**Task statement**
Read through the listing below and return only the lines containing "AddTask".

**Data provided**
:::::
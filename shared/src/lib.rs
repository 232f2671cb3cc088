pub mod edits;
pub mod types;

pub use edits::{BrokerStatusSnapshot, StatusEdit};
pub use types::{
    now_millis, worker_status_label, LogSequenceNumber, Task, TaskId, TaskStatus, TaskStatusView,
    WorkerInfo, WorkerState, WorkerStatusView,
};
impl BrokerStatus {
    pub fn new(log: Arc<dyn StatusLog>) -> Self {
        Self {
            inner: RwLock::new(StatusInner {
                tasks: HashMap::new(),
                workers: HashMap::new(),
                max_task_id: 0,
                last_sequence_number: 0,
            }),
            next_task_id: AtomicU64::new(0),
            checkpoints_count: AtomicU64::new(0),
            slots: SlotArbiter::new(),
            log,
        }
    }

    /// Mints the next task id. Ids strictly increase within a broker
    /// lifetime and recovery reseeds the counter past every recovered id.
    pub fn next_task_id(&self) -> TaskId {
        self.next_task_id.fetch_add(1, Ordering::SeqCst) + 1
    }

    pub fn checkpoints_count(&self) -> u64 {
        self.checkpoints_count.load(Ordering::SeqCst)
    }

    /// Duplicate-submission hint; see [`SlotArbiter::is_assigned`].
    pub fn is_slot_assigned(&self, slot: &str) -> bool {
        self.slots.is_assigned(slot)
    }

    // ---- queries (reader lock, structural copies only) ----

    pub async fn get_task(&self, task_id: TaskId) -> Option<Task> {
        self.inner.read().await.tasks.get(&task_id).cloned()
    }

    pub async fn get_task_status(&self, task_id: TaskId) -> Option<TaskStatusView> {
        self.inner
            .read()
            .await
            .tasks
            .get(&task_id)
            .map(TaskStatusView::of)
    }

    pub async fn get_all_tasks(&self) -> Vec<TaskStatusView> {
        self.inner
            .read()
            .await
            .tasks
            .values()
            .map(TaskStatusView::of)
            .collect()
    }

    pub async fn get_all_workers(&self) -> Vec<WorkerStatusView> {
        self.inner
            .read()
            .await
            .workers
            .values()
            .map(WorkerStatusView::of)
            .collect()
    }

    pub async fn get_worker_status(&self, worker_id: &str) -> Option<WorkerInfo> {
        self.inner.read().await.workers.get(worker_id).cloned()
    }

    /// One-shot copy of every task, used at startup to rehydrate external
    /// structures such as the ready heap. Valid at call time.
    pub async fn tasks_at_boot(&self) -> Vec<Task> {
        self.inner.read().await.tasks.values().cloned().collect()
    }

    pub async fn workers_at_boot(&self) -> Vec<WorkerInfo> {
        self.inner.read().await.workers.values().cloned().collect()
    }

    pub async fn last_sequence_number(&self) -> LogSequenceNumber {
        self.inner.read().await.last_sequence_number
    }

    // ---- replication driver ----

    /// Leader append path. Slot-bearing `AddTask` edits are gated through the
    /// slot arbiter before touching the log: a duplicate is dropped silently
    /// (task id 0), and a failed append gives the reservation back before the
    /// error propagates. The append itself runs outside the status write
    /// lock; ordering comes from the log's sequence numbers.
    pub async fn apply_modification(
        &self,
        edit: StatusEdit,
    ) -> Result<ModificationResult, LogError> {
        debug!("apply_modification {:?}", edit);
        if let StatusEdit::AddTask {
            slot: Some(slot), ..
        } = &edit
        {
            if !self.slots.assign_slot(slot) {
                debug!("slot {} already assigned, dropping submission", slot);
                return Ok(ModificationResult {
                    sequence_number: None,
                    new_task_id: 0,
                });
            }
            match self.log.log_status_edit(&edit).await {
                Ok(seq) => Ok(self.apply_edit(seq, &edit).await),
                Err(err) => {
                    self.slots.release_slot(slot);
                    Err(err)
                }
            }
        } else {
            let seq = self.log.log_status_edit(&edit).await?;
            Ok(self.apply_edit(seq, &edit).await)
        }
    }

    /// Tail-and-apply loop run by replicas that are not (yet) the leader.
    /// Returns once this replica is elected or the log is closed; a log
    /// failure here is fatal to the replica.
    pub async fn follow_the_leader(&self) -> Result<(), LogError> {
        while !self.log.is_leader() && !self.log.is_closed() {
            let from = self.inner.read().await.last_sequence_number;
            self.log.follow_the_leader(from, self).await?;
        }
        Ok(())
    }

    /// Cold-start recovery: install the newest snapshot, then replay the log
    /// tail. Slot reservations of non-terminal tasks are re-established both
    /// from the snapshot and by `AddTask` replay. Runs before the broker
    /// serves anything, so replay applies each edit under its own write-lock
    /// acquisition.
    pub async fn recover(&self) -> Result<(), LogError> {
        let snapshot = self.log.load_snapshot().await?;
        info!(
            "recovery: snapshot at sequence {}, {} tasks, {} workers",
            snapshot.last_sequence_number,
            snapshot.tasks.len(),
            snapshot.workers.len()
        );
        let BrokerStatusSnapshot {
            max_task_id,
            last_sequence_number,
            tasks,
            workers,
        } = snapshot;
        {
            let mut inner = self.inner.write().await;
            inner.max_task_id = max_task_id;
            inner.last_sequence_number = last_sequence_number;
            for task in tasks {
                if !task.status.is_terminal() {
                    if let Some(slot) = &task.slot {
                        self.slots.assign_slot(slot);
                    }
                }
                inner.tasks.insert(task.task_id, task);
            }
            for worker in workers {
                inner.workers.insert(worker.worker_id.clone(), worker);
            }
            self.next_task_id.store(inner.max_task_id, Ordering::SeqCst);
        }
        self.log.recovery(last_sequence_number, self).await?;
        let max_task_id = self.inner.read().await.max_task_id;
        self.next_task_id.store(max_task_id, Ordering::SeqCst);
        Ok(())
    }

    /// Arms the log for leader appends. The id counter is reseeded here so
    /// that a replica promoted after tailing edits past its recovery point
    /// still mints ids above every task it has seen.
    pub async fn start_writing(&self) -> Result<(), LogError> {
        let inner = self.inner.write().await;
        self.next_task_id
            .fetch_max(inner.max_task_id, Ordering::SeqCst);
        self.log.start_writing().await
    }

    /// Builds a snapshot under the reader lock and hands it to the log as the
    /// new truncation point.
    pub async fn checkpoint(&self) -> Result<(), LogError> {
        self.checkpoints_count.fetch_add(1, Ordering::SeqCst);
        info!("checkpoint");
        let snapshot = {
            let inner = self.inner.read().await;
            BrokerStatusSnapshot {
                max_task_id: inner.max_task_id,
                last_sequence_number: inner.last_sequence_number,
                tasks: inner.tasks.values().cloned().collect(),
                workers: inner.workers.values().cloned().collect(),
            }
        };
        self.log.checkpoint(snapshot).await
    }

    /// Sweeps the task map: terminal tasks older than the retention are
    /// dropped from memory (never from the log, so they may reappear after a
    /// restart and be purged again); waiting tasks whose deadline has passed
    /// are collected, up to `max_expired_per_cycle`, for the caller to expire
    /// through the log.
    pub async fn purge_finished_tasks_and_signal_expired(
        &self,
        finished_tasks_retention_ms: i64,
        max_expired_per_cycle: usize,
    ) -> Vec<TaskId> {
        let now = now_millis();
        let finished_deadline = now - finished_tasks_retention_ms;
        let mut expired = Vec::new();
        let mut inner = self.inner.write().await;
        inner.tasks.retain(|_, task| match task.status {
            TaskStatus::Waiting => {
                if expired.len() < max_expired_per_cycle
                    && task.execution_deadline > 0
                    && task.execution_deadline < now
                {
                    info!(
                        "task {} expired, deadline was {}",
                        task.task_id, task.execution_deadline
                    );
                    expired.push(task.task_id);
                }
                true
            }
            TaskStatus::Finished | TaskStatus::Error => {
                if task.created_timestamp < finished_deadline {
                    info!(
                        "purging finished task {}, created at {}",
                        task.task_id, task.created_timestamp
                    );
                    false
                } else {
                    true
                }
            }
            TaskStatus::Running => true,
        });
        expired
    }

    pub async fn close(&self) {
        self.log.close().await;
    }

    // ---- edit applier ----

    /// Deterministic state transition for a single edit. Runs under the
    /// writer lock, performs no I/O, and must not fail for environmental
    /// reasons: an invariant violation here means this replica has diverged
    /// from the log and the process must die, hence the panics.
    async fn apply_edit(&self, seq: LogSequenceNumber, edit: &StatusEdit) -> ModificationResult {
        debug!("apply_edit seq={} {:?}", seq, edit);
        let mut inner = self.inner.write().await;
        inner.last_sequence_number = seq;
        let new_task_id = match edit {
            StatusEdit::AddTask {
                task_id,
                task_type,
                parameter,
                user_id,
                max_attempts,
                execution_deadline,
                slot,
            } => {
                if inner.max_task_id < *task_id {
                    inner.max_task_id = *task_id;
                }
                let task = Task {
                    task_id: *task_id,
                    task_type: *task_type,
                    user_id: user_id.clone(),
                    parameter: parameter.clone(),
                    result: String::new(),
                    created_timestamp: now_millis(),
                    execution_deadline: *execution_deadline,
                    max_attempts: *max_attempts,
                    attempts: 0,
                    worker_id: None,
                    slot: slot.clone(),
                    status: TaskStatus::Waiting,
                };
                inner.tasks.insert(*task_id, task);
                if let Some(slot) = slot {
                    // Replay on recovery and on followers re-establishes the
                    // reservation; already-held is a benign no-op.
                    self.slots.assign_slot(slot);
                }
                *task_id
            }
            StatusEdit::AssignTaskToWorker {
                task_id,
                worker_id,
                attempt,
            } => {
                let task = inner
                    .tasks
                    .get_mut(task_id)
                    .unwrap_or_else(|| panic!("assignment for unknown task {}", task_id));
                task.status = TaskStatus::Running;
                task.worker_id = Some(worker_id.clone());
                task.attempts = *attempt;
                0
            }
            StatusEdit::TaskStatusChange {
                task_id,
                worker_id,
                task_status,
                result,
            } => {
                let task = inner
                    .tasks
                    .get_mut(task_id)
                    .unwrap_or_else(|| panic!("status change for unknown task {}", task_id));
                if let Some(worker_id) = worker_id {
                    if task.worker_id.as_deref() != Some(worker_id.as_str()) {
                        panic!(
                            "task {}: bad workerId {}, expected {:?}",
                            task_id, worker_id, task.worker_id
                        );
                    }
                }
                task.status = *task_status;
                task.result = result.clone();
                if task.status.is_terminal() {
                    if let Some(slot) = &task.slot {
                        self.slots.release_slot(slot);
                    }
                }
                0
            }
            StatusEdit::WorkerConnected {
                worker_id,
                worker_process_id,
                worker_location,
                timestamp,
            } => {
                let worker = inner
                    .workers
                    .entry(worker_id.clone())
                    .or_insert_with(|| WorkerInfo::new(worker_id.clone(), WorkerState::Connected));
                worker.status = WorkerState::Connected;
                worker.location = worker_location.clone();
                worker.process_id = worker_process_id.clone();
                worker.last_connection_ts = *timestamp;
                0
            }
            StatusEdit::WorkerDisconnected { worker_id, .. } => {
                inner
                    .workers
                    .entry(worker_id.clone())
                    .or_insert_with(|| {
                        WorkerInfo::new(worker_id.clone(), WorkerState::Disconnected)
                    })
                    .status = WorkerState::Disconnected;
                0
            }
            StatusEdit::WorkerDied { worker_id, .. } => {
                inner
                    .workers
                    .entry(worker_id.clone())
                    .or_insert_with(|| WorkerInfo::new(worker_id.clone(), WorkerState::Dead))
                    .status = WorkerState::Dead;
                0
            }
        };
        ModificationResult {
            sequence_number: Some(seq),
            new_task_id,
        }
    }
}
:::::
**Output below**
    /// Leader append path. Slot-bearing `AddTask` edits are gated through the
        if let StatusEdit::AddTask {
    /// from the snapshot and by `AddTask` replay. Runs before the broker
            StatusEdit::AddTask {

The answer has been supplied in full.